A blockchain is a decentralized ledger that records all peer-to-peer transactions. Blockchain users can easily confirm their transactions without requiring any centralized authorities to approve using this technology. Fund transfers, trade settlements, voting, and various other transactions are all possible applications facilitated via the power of Blockchain technology.
Cryptocurrencies are only made possible by harnessing the immense power of Blockchain technology.
Cryptocurrency has brought about a sea-change in the way people conduct business and associated transactions. Suddenly, currency can be traded outside traditional banks in the blink of an eye using just a cell phone, tablet or laptop computer.
As a result, people no longer have to go to or utilize a traditional bank if they need money. Peer-to-peer networks, particularly those based on cryptocurrency, are becoming more popular every day. Those who might otherwise be turned down by banks now have another viable and efficient option for funds. Not just another option, but a far better alternative for a wide variety of reasons.

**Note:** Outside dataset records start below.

//! # relay-cache
//!
//! Cache abstraction for the relay directory connector.
//!
//! Directory connections keep query results in a [`CacheProvider`] for the
//! configured TTL. The trait is object safe so each connection can be handed
//! its own pool as an `Arc<dyn CacheProvider>`; typed access goes through
//! [`CacheProviderExt`].
//!
//! ## Implementations
//!
//! - [`MemoryCacheProvider`] - in-process map, used by default and in tests
//! - `relay-cache-redis` - shared Redis-backed pool for multi-process deployments
//!
//! ## Example
//!
//! ```ignore
//! use relay_cache::{CacheProviderExt, MemoryCacheProvider};
//! use std::time::Duration;
//!
//! async fn remember(cache: &MemoryCacheProvider) -> relay_cache::CacheResult<()> {
//!     cache.set_json("users:page:1", &vec!["alice", "bob"], Some(Duration::from_secs(60))).await
//! }
//! ```

#![forbid(unsafe_code)]
#![deny(missing_docs)]

pub mod error;
pub mod memory;
pub mod provider;

pub use error::{CacheError, CacheResult};
pub use memory::MemoryCacheProvider;
pub use provider::{CacheProvider, CacheProviderExt};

Traditional banks are hesitant to embrace Crypto, even though the world of cryptocurrency is gradually developing and gaining popularity. Why? Because banks believe that the perceived risks outweigh the potential benefits and are thus considered a danger to their industry.
Are these cryptocurrencies posing a threat to existing banks? The fundamental answer is a resounding “YES”.
At a recent Barclays conference, according to Bloomberg, JPMorgan CEO Jamie Dimon said that Bitcoin is worse than the most famous asset bubble in history. The cryptocurrency is “worse than tulip bulbs” and even added that “it’s a fraud” that would eventually “blow up”. This rally “won’t end well,” Dimon said.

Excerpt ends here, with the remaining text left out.